The one thing I cannot confirm is whether or not Lion is accessing the drives to cause the problem; i.e., part of the AFP or SMB background process is accessing drives in order to maintain the connection.  I kinda doubt it, because I always have one or two drives that show as spun down.  If it is any help, discs 3 and 5 are completely empty (no folders, no files).  Disc 6 has only a single folder (no files).  There may be something there...it is usually discs 3 and 5 that behave appropriately (spin down).

 

I'm willing to downgrade to 4.7.1 on my server to see if the drives spin down properly under that version.  That would eliminate/identify hardware issues.  I also have another unRAID server running 4.7.1 beautifully, all drives spin down appropriately (known good configuration), am willing to upgrade it to 5b14 to test spin down as well.  Just want to know how much of a one-way trip each of those is:  how much configuration/data do I lose going each way?  Momma won't tolerate a prolonged absence of our networked media...

 

If there is anything else I need to change in my config to run the tests, let me know and I'll do it.

syslog-2011-11-27.txt

unRAID_webgui.pdf

unRAID_spin_down_settings.txt

Link to comment

I'm still having the same NFS issues that I had under b13.

http://lime-technology.com/forum/index.php?topic=16125.msg153667#msg153667

 

Split second of video/sound and then it stops (under xbmc). User shares through smb seem fine, and the syslog has no information at all.

 

I mounted and navigated the nfs share using my linux box, and I get this interesting error on it:

ls: reading directory .: Stale NFS file handle

 

One thing I'd like to point out, but not sure if it has an effect, was the name of the directory in nfs. "Doctor Who (2005)"

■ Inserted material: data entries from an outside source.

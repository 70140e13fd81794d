use std::collections::VecDeque;

use chrono::{DateTime, Utc};
use serde::{Deserialize, Serialize};

#[derive(Debug, Clone, Copy, Serialize, Deserialize, PartialEq, Eq)]
#[serde(rename_all = "snake_case")]
pub enum SessionStatus {
    Created,
    Connected,
    Disconnected,
    Expired,
}

impl SessionStatus {
    fn rank(self) -> u8 {
        match self {
            SessionStatus::Created => 0,
            SessionStatus::Connected => 1,
            SessionStatus::Disconnected => 2,
            SessionStatus::Expired => 3,
        }
    }

    /// Forward-only, except a reconnect (`disconnected → connected`).
    pub fn can_transition_to(self, next: SessionStatus) -> bool {
        if self == next {
            return true;
        }
        if self == SessionStatus::Disconnected && next == SessionStatus::Connected {
            return true;
        }
        next.rank() > self.rank()
    }

    pub fn as_str(self) -> &'static str {
        match self {
            SessionStatus::Created => "created",
            SessionStatus::Connected => "connected",
            SessionStatus::Disconnected => "disconnected",
            SessionStatus::Expired => "expired",
        }
    }
}

#[derive(Debug, Clone, Copy, Serialize, Deserialize, PartialEq, Eq)]
#[serde(rename_all = "snake_case")]
pub enum ItemRole {
    User,
    Assistant,
    System,
}

#[derive(Debug, Clone, Serialize, Deserialize, PartialEq)]
pub struct ConversationItem {
    pub id: String,
    pub role: ItemRole,
    pub content: String,
    pub created_at: DateTime<Utc>,
}

/// One logical conversation, independent of any physical connection.
#[derive(Debug, Clone, Serialize, Deserialize, PartialEq)]
pub struct Session {
    pub id: String,
    pub tenant_id: String,
    /// Advisory: the gateway that last claimed the session.
    pub gateway_id: String,
    pub status: SessionStatus,
    pub created_at: DateTime<Utc>,
    pub last_heartbeat_at: DateTime<Utc>,
    /// Opaque to the gateway (voice, model, temperature, instructions, ...).
    pub config: serde_json::Value,
    pub items: VecDeque<ConversationItem>,
    #[serde(default)]
    pub overflowed_items: u64,
}

impl Session {
    pub fn new(
        id: impl Into<String>,
        tenant_id: impl Into<String>,
        gateway_id: impl Into<String>,
        config: serde_json::Value,
    ) -> Self {
        let now = Utc::now();
        Self {
            id: id.into(),
            tenant_id: tenant_id.into(),
            gateway_id: gateway_id.into(),
            status: SessionStatus::Created,
            created_at: now,
            last_heartbeat_at: now,
            config: normalize_config(config),
            items: VecDeque::new(),
            overflowed_items: 0,
        }
    }

    /// Append an item, dropping the oldest ones beyond `cap`.
    pub fn push_item(&mut self, item: ConversationItem, cap: usize) {
        self.items.push_back(item);
        while self.items.len() > cap.max(1) {
            self.items.pop_front();
            self.overflowed_items += 1;
        }
    }

    /// Shallow-merge `patch` into the config object. `null` values remove keys.
    pub fn merge_config(&mut self, patch: &serde_json::Map<String, serde_json::Value>) {
        if !self.config.is_object() {
            self.config = serde_json::json!({});
        }
        if let Some(obj) = self.config.as_object_mut() {
            for (k, v) in patch {
                if v.is_null() {
                    obj.remove(k);
                } else {
                    obj.insert(k.clone(), v.clone());
                }
            }
        }
    }

    pub fn set_status(&mut self, next: SessionStatus) -> bool {
        if self.status.can_transition_to(next) {
            self.status = next;
            true
        } else {
            false
        }
    }

    pub fn last_user_text(&self) -> Option<&str> {
        self.items
            .iter()
            .rev()
            .find(|i| i.role == ItemRole::User)
            .map(|i| i.content.as_str())
    }
}

fn normalize_config(config: serde_json::Value) -> serde_json::Value {
    if config.is_object() {
        config
    } else {
        serde_json::json!({})
    }
}

/// Mutation broadcast on a session's change channel.
#[derive(Debug, Clone, Serialize, Deserialize, PartialEq)]
#[serde(tag = "kind", rename_all = "snake_case")]
pub enum SessionChange {
    Created,
    StatusChanged { status: SessionStatus },
    ConfigUpdated { config: serde_json::Value },
    ItemAppended { item_id: String },
    Closed,
}

#[derive(Debug, Clone, Serialize, Deserialize, PartialEq)]
pub struct SessionDelta {
    pub session_id: String,
    pub version: u64,
    pub gateway_id: String,
    pub change: SessionChange,
    pub at: DateTime<Utc>,
}

#[cfg(test)]
mod tests {
    use super::*;

    fn item(n: usize) -> ConversationItem {
        ConversationItem {
            id: format!("item_{}", n),
            role: ItemRole::User,
            content: format!("turn {}", n),
            created_at: Utc::now(),
        }
    }

    #[test]
    fn test_status_transitions_are_monotonic() {
        use SessionStatus::*;
        assert!(Created.can_transition_to(Connected));
        assert!(Connected.can_transition_to(Disconnected));
        assert!(Disconnected.can_transition_to(Connected));
        assert!(Disconnected.can_transition_to(Expired));
        assert!(!Connected.can_transition_to(Created));
        assert!(!Expired.can_transition_to(Connected));
        assert!(!Disconnected.can_transition_to(Created));
    }

    #[test]
    fn test_push_item_caps_history() {
        let mut session = Session::new("s", "t", "g", serde_json::json!({}));
        for n in 0..5 {
            session.push_item(item(n), 3);
        }
        assert_eq!(session.items.len(), 3);
        assert_eq!(session.items.front().map(|i| i.id.as_str()), Some("item_2"));
        assert_eq!(session.overflowed_items, 2);
    }

    #[test]
    fn test_merge_config_removes_nulls() {
        let mut session = Session::new("s", "t", "g", serde_json::json!({"voice": "a", "speed": 1.0}));
        let patch = serde_json::json!({"voice": null, "model": "m1"});
        session.merge_config(patch.as_object().unwrap());
        assert_eq!(session.config, serde_json::json!({"speed": 1.0, "model": "m1"}));
    }

    #[test]
    fn test_non_object_config_is_normalized() {
        let session = Session::new("s", "t", "g", serde_json::json!("voice"));
        assert_eq!(session.config, serde_json::json!({}));
    }
}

Other shows seem to have no issue, so I wondered if the parenthesis was causing nfs a problem.

Link to comment

I am seeing the below message every ten seconds.  I attached a syslog, and it full of this. 

 

Nov 27 08:37:35 UnRaid kernel: mdcmd (44712): spindown 0

Nov 27 08:37:35 UnRaid kernel: mdcmd (44713): spindown 1

Nov 27 08:37:35 UnRaid kernel: mdcmd (44714): spindown 2

Nov 27 08:37:35 UnRaid kernel: mdcmd (44715): spindown 3

Nov 27 08:37:35 UnRaid kernel: mdcmd (44716): spindown 4

Syslog.txt.zip

Link to comment

Got a write error on a spun down disk ("Device not ready"). There was no special load on the machine at that time.

 

After that error things got confused, with all disks labelled wrong etc.. After a reboot and downgrade to beta13, I could rebuild the drive, although there was a weird 'resizing' message on another disk. After another reboot I had to reassign the last drive and rebuild it as well. Things seem to have settled now.

 

Controller is an Intel SASUC8I, which is LSI 1068e based. Disks 9 & 11 were configured for a spindown time 15 mins, other drives were default = 45 mins; disk9 == /dev/sdj.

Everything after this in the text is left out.